### [SOURCE MATERIAL]

use std::path::Path;

use ab_glyph::{Font, FontArc, Glyph, Point, ScaleFont};
use color_eyre::eyre::{Context, Result};
use image::{Rgb, RgbImage};
use maplabel_core::Places;

const BACKGROUND: Rgb<u8> = Rgb([255, 255, 255]);
const LABEL_FILL: Rgb<u8> = Rgb([224, 224, 224]);
const MARKER: Rgb<u8> = Rgb([30, 30, 30]);
const GLYPH_INK: Rgb<u8> = Rgb([20, 20, 20]);
const MARGIN: f64 = 16.0;

/// Render every resolved placeable onto a flat raster: a light-grey fill
/// behind its label box, a marker dot, and the label text itself. This is
/// pure CLI glue reproducing `original_source`'s `out.png` debug step; it
/// plays no part in the energy computation.
pub fn render(
    places: &Places,
    visible: &[usize],
    font: &FontArc,
    font_size_px: f32,
    out_path: &Path,
) -> Result<()> {
    if visible.is_empty() {
        return Ok(());
    }

    let mut bounds = places.get(visible[0]).mask_rect();
    for &index in visible {
        bounds = bounds.union(&places.get(index).mask_rect());
    }
    bounds = bounds.inflate(MARGIN);

    let width = bounds.width().ceil().max(1.0) as u32;
    let height = bounds.height().ceil().max(1.0) as u32;
    let mut image = RgbImage::from_pixel(width, height, BACKGROUND);

    let to_pixel = |x: f64, y: f64| -> (i64, i64) {
        (
            (x - bounds.min.x).round() as i64,
            (bounds.max.y - y).round() as i64, // flip: pixel rows grow downward
        )
    };

    for &index in visible {
        let place = places.get(index);
        let label = place.label_rect();
        let (x0, y0) = to_pixel(label.min.x, label.max.y);
        let (x1, y1) = to_pixel(label.max.x, label.min.y);
        fill_rect(&mut image, x0, y0, x1, y1, LABEL_FILL);

        let anchor = place.header().anchor;
        let (ax, ay) = to_pixel(anchor.x, anchor.y);
        fill_rect(&mut image, ax - 2, ay - 2, ax + 2, ay + 2, MARKER);

        draw_text(&mut image, font, font_size_px, place.display_name(), x0 + 2, y0 + 2);
    }

    image
        .save(out_path)
        .wrap_err_with(|| format!("writing preview to {}", out_path.display()))
}

fn fill_rect(image: &mut RgbImage, x0: i64, y0: i64, x1: i64, y1: i64, color: Rgb<u8>) {
    let (x0, x1) = (x0.min(x1), x0.max(x1));
    let (y0, y1) = (y0.min(y1), y0.max(y1));
    for y in y0.max(0)..y1.min(image.height() as i64) {
        for x in x0.max(0)..x1.min(image.width() as i64) {
            image.put_pixel(x as u32, y as u32, color);
        }
    }
}

/// Rasterize `text` at `(x, y)` (top-left of the line) using `ab_glyph`'s
/// outline drawing callback, blending glyph coverage onto the image.
fn draw_text(image: &mut RgbImage, font: &FontArc, size_px: f32, text: &str, x: i64, y: i64) {
    let scaled = font.as_scaled(size_px);
    let mut cursor = x as f32;
    let baseline = y as f32 + scaled.ascent();

    for ch in text.chars() {
        let glyph_id = scaled.glyph_id(ch);
        let glyph = Glyph {
            id: glyph_id,
            scale: scaled.scale(),
            position: Point { x: cursor, y: baseline },
        };
        if let Some(outlined) = scaled.outline_glyph(glyph) {
            let bounds = outlined.px_bounds();
            outlined.draw(|gx, gy, coverage| {
                let px = bounds.min.x as i64 + gx as i64;
                let py = bounds.min.y as i64 + gy as i64;
                if px >= 0 && py >= 0 && (px as u32) < image.width() && (py as u32) < image.height() {
                    let existing = image.get_pixel(px as u32, py as u32);
                    let blended = blend(*existing, GLYPH_INK, coverage);
                    image.put_pixel(px as u32, py as u32, blended);
                }
            });
        }
        cursor += scaled.h_advance(glyph_id);
    }
}

fn blend(background: Rgb<u8>, ink: Rgb<u8>, coverage: f32) -> Rgb<u8> {
    let mix = |b: u8, i: u8| -> u8 {
        (b as f32 * (1.0 - coverage) + i as f32 * coverage).round() as u8
    };
    Rgb([
        mix(background.0[0], ink.0[0]),
        mix(background.0[1], ink.0[1]),
        mix(background.0[2], ink.0[2]),
    ])
}
use std::f64::consts::PI;

use glam::DVec2;
use maplabel_core::GeoPoint;

/// Mercator's latitude limit; beyond this the projection's `y` runs to
/// infinity, so inputs are clamped before projecting.
const MAX_LATITUDE: f64 = 85.051_129;

/// Web-Mercator tiling at `zoom`, tile size `2^8` px, matching
/// `original_source`'s `ModestMaps.OpenStreetMap.Provider` at
/// `zoom + 8`. The core treats the result as an opaque pixel plane; only
/// the emitter calls [`unproject`] to go back to geographic coordinates.
pub struct WebMercator;

impl WebMercator {
    fn world_size(zoom: u8) -> f64 {
        2f64.powi(zoom as i32 + 8)
    }

    /// Project geographic coordinates to a pixel anchor at `zoom`,
    /// returning the clamped location alongside the point so callers can
    /// keep both without reprojecting.
    pub fn project(&self, lat: f64, lon: f64, zoom: u8) -> (GeoPoint, DVec2) {
        let clamped = lat.clamp(-MAX_LATITUDE, MAX_LATITUDE);
        if clamped != lat {
            log::debug!("latitude {lat} clamped to the Mercator limit {clamped}");
        }
        let lat = clamped;
        let world_size = Self::world_size(zoom);

        let x = (lon + 180.0) / 360.0 * world_size;
        let lat_rad = lat.to_radians();
        let merc_n = (PI / 4.0 + lat_rad / 2.0).tan().ln();
        let y = world_size / 2.0 - world_size * merc_n / (2.0 * PI);

        (GeoPoint { lat, lon }, DVec2::new(x, y))
    }

    /// Inverse of [`Self::project`].
    pub fn unproject(&self, point: DVec2, zoom: u8) -> (f64, f64) {
        let world_size = Self::world_size(zoom);

        let lon = point.x / world_size * 360.0 - 180.0;
        let merc_n = (world_size / 2.0 - point.y) * 2.0 * PI / world_size;
        let lat_rad = 2.0 * merc_n.exp().atan() - PI / 2.0;

        (lat_rad.to_degrees(), lon)
    }
}

#[cfg(test)]
mod tests {
    use super::*;
    use approx::assert_abs_diff_eq;

    #[test]
    fn project_then_unproject_round_trips() {
        let proj = WebMercator;
        for &(lat, lon) in &[
            (0.0, 0.0),
            (49.5, 20.1),
            (-33.87, 151.21),
            (64.13, -21.9),
        ] {
            for zoom in [0u8, 5, 9, 14] {
                let (_, point) = proj.project(lat, lon, zoom);
                let (out_lat, out_lon) = proj.unproject(point, zoom);
                assert_abs_diff_eq!(out_lat, lat, epsilon = 1e-6);
                assert_abs_diff_eq!(out_lon, lon, epsilon = 1e-6);
            }
        }
    }

    #[test]
    fn latitude_is_clamped_to_the_mercator_limit() {
        let proj = WebMercator;
        let (location, _) = proj.project(89.9, 0.0, 5);
        assert_abs_diff_eq!(location.lat, MAX_LATITUDE, epsilon = 1e-9);
    }

    #[test]
    fn one_more_zoom_level_doubles_pixel_extent() {
        let proj = WebMercator;
        let (_, low) = proj.project(10.0, 10.0, 3);
        let (_, high) = proj.project(10.0, 10.0, 4);
        assert_abs_diff_eq!(high.x, low.x * 2.0, epsilon = 1e-6);
    }
}
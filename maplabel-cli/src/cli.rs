use std::path::PathBuf;

use clap::Parser;
use color_eyre::eyre::{eyre, Context, Result};
use maplabel_geo::Tier;

/// Anneal label placements for a set of countries and cities and emit
/// point/label GeoJSON, resolving `original_source`'s `optparse` surface
/// into `clap`.
#[derive(Debug, Parser)]
#[command(name = "maplabel", version, about)]
pub struct Args {
    /// Countries CSV (`name,abbreviation,zoom,land area km,population,
    /// latitude,longitude`).
    #[arg(long, default_value = "Countries.csv")]
    pub countries: PathBuf,

    /// City TSV input files, gzip-compressed if named `*.gz`.
    #[arg(required = true)]
    pub cities: Vec<PathBuf>,

    /// Output path for the point FeatureCollection.
    #[arg(long, default_value = "points.json")]
    pub points: PathBuf,

    /// Output path for the label-bbox FeatureCollection.
    #[arg(long, default_value = "labels.json")]
    pub labels: PathBuf,

    /// Zoom level to place labels for.
    #[arg(long, default_value_t = 5)]
    pub zoom: u8,

    /// Wall-clock annealing budget, in minutes.
    #[arg(long, default_value_t = 1.0)]
    pub minutes: f64,

    /// Flat file of one capital geonameid per line.
    #[arg(long)]
    pub capitals: Option<PathBuf>,

    /// One per tier: `--font country=DejaVuSans.ttf:12`.
    #[arg(long = "font", value_parser = parse_font_spec)]
    pub fonts: Vec<FontSpec>,

    /// Optional debug PNG preview of the resolved placement.
    #[arg(long)]
    pub preview: Option<PathBuf>,

    /// Deterministic PRNG seed. Drawn from OS entropy and logged if absent.
    #[arg(long)]
    pub seed: Option<u64>,

    /// Number of proposals in the calibration probe run.
    #[arg(long, default_value_t = 200)]
    pub probe_steps: usize,
}

#[derive(Debug, Clone)]
pub struct FontSpec {
    pub tier: Tier,
    pub path: PathBuf,
    pub size_px: f32,
}

/// Parses `tier=path:size`, e.g. `250k=DejaVuSans.ttf:11`.
fn parse_font_spec(raw: &str) -> Result<FontSpec, String> {
    let (tier_str, rest) = raw
        .split_once('=')
        .ok_or_else(|| format!("expected tier=path:size, got {raw:?}"))?;
    let (path_str, size_str) = rest
        .rsplit_once(':')
        .ok_or_else(|| format!("expected tier=path:size, got {raw:?}"))?;

    let tier = tier_str
        .parse::<Tier>()
        .map_err(|_| format!("unknown font tier {tier_str:?}"))?;
    let size_px = size_str
        .parse::<f32>()
        .map_err(|_| format!("invalid font size {size_str:?}"))?;

    Ok(FontSpec {
        tier,
        path: PathBuf::from(path_str),
        size_px,
    })
}

/// Load every `--font` flag into a `FontSet`, failing loudly if a tier's
/// font file can't be read rather than deferring to a `MissingTier` error
/// mid-annealing.
pub fn load_font_set(specs: &[FontSpec]) -> Result<maplabel_geo::FontSet> {
    let mut fonts = maplabel_geo::FontSet::new();
    for spec in specs {
        let bytes = std::fs::read(&spec.path)
            .wrap_err_with(|| format!("reading font {}", spec.path.display()))?;
        let measured = maplabel_geo::MeasuredFont::load(bytes, spec.size_px, spec.tier)
            .map_err(|err| eyre!(err))
            .wrap_err_with(|| format!("loading font {}", spec.path.display()))?;
        fonts.insert(spec.tier, measured);
    }
    Ok(fonts)
}
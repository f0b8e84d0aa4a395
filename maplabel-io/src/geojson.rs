use std::collections::{HashMap, HashSet};

use maplabel_core::{Category, Places};
use maplabel_geo::WebMercator;
use serde::Serialize;

#[derive(Debug, Serialize)]
#[serde(tag = "type")]
pub enum Geometry {
    Point { coordinates: (f64, f64) },
    Polygon { coordinates: Vec<Vec<(f64, f64)>> },
}

#[derive(Debug, Clone, Serialize)]
pub struct Properties {
    pub name: String,
    pub rank: i32,
    pub population: Option<u64>,
    pub geonameid: Option<String>,
    pub capital: &'static str,
    pub place: &'static str,
}

#[derive(Debug, Serialize)]
pub struct Feature {
    #[serde(rename = "type")]
    pub kind: &'static str,
    pub geometry: Geometry,
    pub properties: Properties,
}

#[derive(Debug, Serialize)]
pub struct FeatureCollection {
    #[serde(rename = "type")]
    pub kind: &'static str,
    pub features: Vec<Feature>,
}

impl FeatureCollection {
    fn new(features: Vec<Feature>) -> Self {
        FeatureCollection {
            kind: "FeatureCollection",
            features,
        }
    }
}

fn properties_for(
    place: &maplabel_core::Placeable,
    geonameids: &HashMap<u64, String>,
    capitals: &HashSet<String>,
) -> Properties {
    let header = place.header();
    let geonameid = geonameids.get(&header.id).cloned();
    let capital = match &geonameid {
        Some(id) if capitals.contains(id) => "yes",
        _ => "no",
    };
    let place_kind = match header.category {
        Category::Country => "country",
        Category::City => "city",
    };

    Properties {
        name: place.display_name().to_owned(),
        rank: header.rank,
        population: header.population,
        geonameid,
        capital,
        place: place_kind,
    }
}

/// Build the point and label-bbox feature collections for the resolved
/// `visible` placeables, per the spec's §6 output contract.
pub fn build_feature_collections(
    places: &Places,
    visible: &[usize],
    projection: &WebMercator,
    zoom: u8,
    geonameids: &HashMap<u64, String>,
    capitals: &HashSet<String>,
) -> (FeatureCollection, FeatureCollection) {
    let mut point_features = Vec::with_capacity(visible.len());
    let mut label_features = Vec::with_capacity(visible.len());

    for &index in visible {
        let place = places.get(index);
        let header = place.header();
        let properties = properties_for(place, geonameids, capitals);

        point_features.push(Feature {
            kind: "Feature",
            geometry: Geometry::Point {
                coordinates: (header.location.lon, header.location.lat),
            },
            properties: properties.clone(),
        });

        let rect = place.label_rect();
        let (lat1, lon1) = projection.unproject(rect.min, zoom);
        let (lat2, lon2) = projection.unproject(rect.max, zoom);
        let ring = vec![
            (lon1, lat1),
            (lon1, lat2),
            (lon2, lat2),
            (lon2, lat1),
            (lon1, lat1),
        ];

        label_features.push(Feature {
            kind: "Feature",
            geometry: Geometry::Polygon {
                coordinates: vec![ring],
            },
            properties,
        });
    }

    (
        FeatureCollection::new(point_features),
        FeatureCollection::new(label_features),
    )
}

#[cfg(test)]
mod tests {
    use super::*;
    use glam::DVec2;
    use maplabel_core::{GeoPoint, PlaceableHeader, Placeable};

    #[test]
    fn label_polygon_is_a_closed_ring() {
        let mut places = Places::new();
        places.add(Placeable::new_city(
            PlaceableHeader {
                id: 1,
                name: "Nowhere".into(),
                abbreviation: None,
                population: Some(10),
                category: Category::City,
                rank: 1,
                zoom_threshold: 5,
                anchor: DVec2::new(1000.0, 1000.0),
                location: GeoPoint { lat: 10.0, lon: 10.0 },
                buffer: 2.0,
            },
            (20.0, 10.0),
        ));

        let projection = WebMercator;
        let (points, labels) = build_feature_collections(
            &places,
            &[0],
            &projection,
            5,
            &HashMap::new(),
            &HashSet::new(),
        );

        assert_eq!(points.features.len(), 1);
        assert_eq!(labels.features.len(), 1);
        match &labels.features[0].geometry {
            Geometry::Polygon { coordinates } => {
                let ring = &coordinates[0];
                assert_eq!(ring.len(), 5);
                assert_eq!(ring.first(), ring.last());
            }
            _ => panic!("expected a polygon"),
        }
        assert_eq!(points.features[0].properties.capital, "no");
    }
}
use std::collections::HashMap;

use ab_glyph::{Font, FontArc, ScaleFont};
use strum::{Display, EnumString};
use thiserror::Error;

/// The five population-driven font buckets from `original_source`.
/// `Country` is the one shared country font; the rest gate on a city's
/// population (see `maplabel-io`'s loader).
#[derive(Debug, Clone, Copy, PartialEq, Eq, Hash, Display, EnumString)]
pub enum Tier {
    #[strum(serialize = "country")]
    Country,
    #[strum(serialize = "25m")]
    Pop25m,
    #[strum(serialize = "250k")]
    Pop250k,
    #[strum(serialize = "50k")]
    Pop50k,
    #[strum(serialize = "other")]
    Other,
}

#[derive(Debug, Error)]
pub enum FontError {
    #[error("unreadable font data for tier {0}")]
    InvalidFont(Tier),
    #[error("no font configured for tier {0}")]
    MissingTier(Tier),
}

/// A loaded TrueType/OpenType font at a fixed point size, ready to
/// measure strings. This is the `measure_text` collaborator from the
/// spec's external interfaces (§6): the core calls it once per
/// placeable at construction and never re-measures.
pub struct MeasuredFont {
    font: FontArc,
    size_px: f32,
}

impl MeasuredFont {
    pub fn load(bytes: Vec<u8>, size_px: f32, tier: Tier) -> Result<Self, FontError> {
        let font = FontArc::try_from_vec(bytes).map_err(|_| {
            log::warn!("font data for tier {tier} could not be parsed");
            FontError::InvalidFont(tier)
        })?;
        Ok(MeasuredFont { font, size_px })
    }

    /// The underlying font handle, for collaborators (the debug preview)
    /// that need to rasterize glyphs rather than just measure them.
    pub fn font(&self) -> &FontArc {
        &self.font
    }

    pub fn size_px(&self) -> f32 {
        self.size_px
    }

    /// Integer pixel width/height of `text` rendered in this font.
    /// Kerning is intentionally not applied (non-goal).
    pub fn measure(&self, text: &str) -> (u32, u32) {
        let scaled = self.font.as_scaled(self.size_px);
        let width: f32 = text
            .chars()
            .map(|c| scaled.h_advance(scaled.glyph_id(c)))
            .sum();
        let height = scaled.ascent() - scaled.descent();

        (width.ceil().max(0.0) as u32, height.ceil().max(0.0) as u32)
    }
}

/// The five loaded fonts a loader needs: one per [`Tier`].
#[derive(Default)]
pub struct FontSet {
    fonts: HashMap<Tier, MeasuredFont>,
}

impl FontSet {
    pub fn new() -> Self {
        FontSet::default()
    }

    pub fn insert(&mut self, tier: Tier, font: MeasuredFont) {
        self.fonts.insert(tier, font);
    }

    pub fn get(&self, tier: Tier) -> Result<&MeasuredFont, FontError> {
        self.fonts.get(&tier).ok_or(FontError::MissingTier(tier))
    }

    /// The city font tier for a given population, per `original_source`'s
    /// thresholds. `None` (unparseable/missing population) uses the
    /// smallest tier.
    pub fn tier_for_population(population: Option<u64>) -> Tier {
        match population {
            Some(p) if p >= 2_500_000 => Tier::Pop25m,
            Some(p) if p >= 250_000 => Tier::Pop250k,
            Some(p) if p >= 50_000 => Tier::Pop50k,
            _ => Tier::Other,
        }
    }
}

#[cfg(test)]
mod tests {
    use super::*;

    #[test]
    fn tier_thresholds_match_original_source() {
        assert_eq!(FontSet::tier_for_population(Some(3_000_000)), Tier::Pop25m);
        assert_eq!(FontSet::tier_for_population(Some(2_500_000)), Tier::Pop25m);
        assert_eq!(FontSet::tier_for_population(Some(2_499_999)), Tier::Pop250k);
        assert_eq!(FontSet::tier_for_population(Some(250_000)), Tier::Pop250k);
        assert_eq!(FontSet::tier_for_population(Some(50_000)), Tier::Pop50k);
        assert_eq!(FontSet::tier_for_population(Some(49_999)), Tier::Other);
        assert_eq!(FontSet::tier_for_population(None), Tier::Other);
    }

    #[test]
    fn missing_tier_is_reported_not_panicked() {
        let fonts = FontSet::new();
        assert!(matches!(
            fonts.get(Tier::Country),
            Err(FontError::MissingTier(Tier::Country))
        ));
    }
}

### [WHAT THE TASK REQUIRES]
Extract exactly and only the lines above from the line containing "(x - bounds.min.x).round()" through the line containing "fill_rect(&mut image, ax", both end lines included.

### [OUTPUT OF THE TASK]
            (x - bounds.min.x).round() as i64,
            (bounds.max.y - y).round() as i64, // flip: pixel rows grow downward
        )
    };

    for &index in visible {
        let place = places.get(index);
        let label = place.label_rect();
        let (x0, y0) = to_pixel(label.min.x, label.max.y);
        let (x1, y1) = to_pixel(label.max.x, label.min.y);
        fill_rect(&mut image, x0, y0, x1, y1, LABEL_FILL);

        let anchor = place.header().anchor;
        let (ax, ay) = to_pixel(anchor.x, anchor.y);
        fill_rect(&mut image, ax - 2, ay - 2, ax + 2, ay + 2, MARKER);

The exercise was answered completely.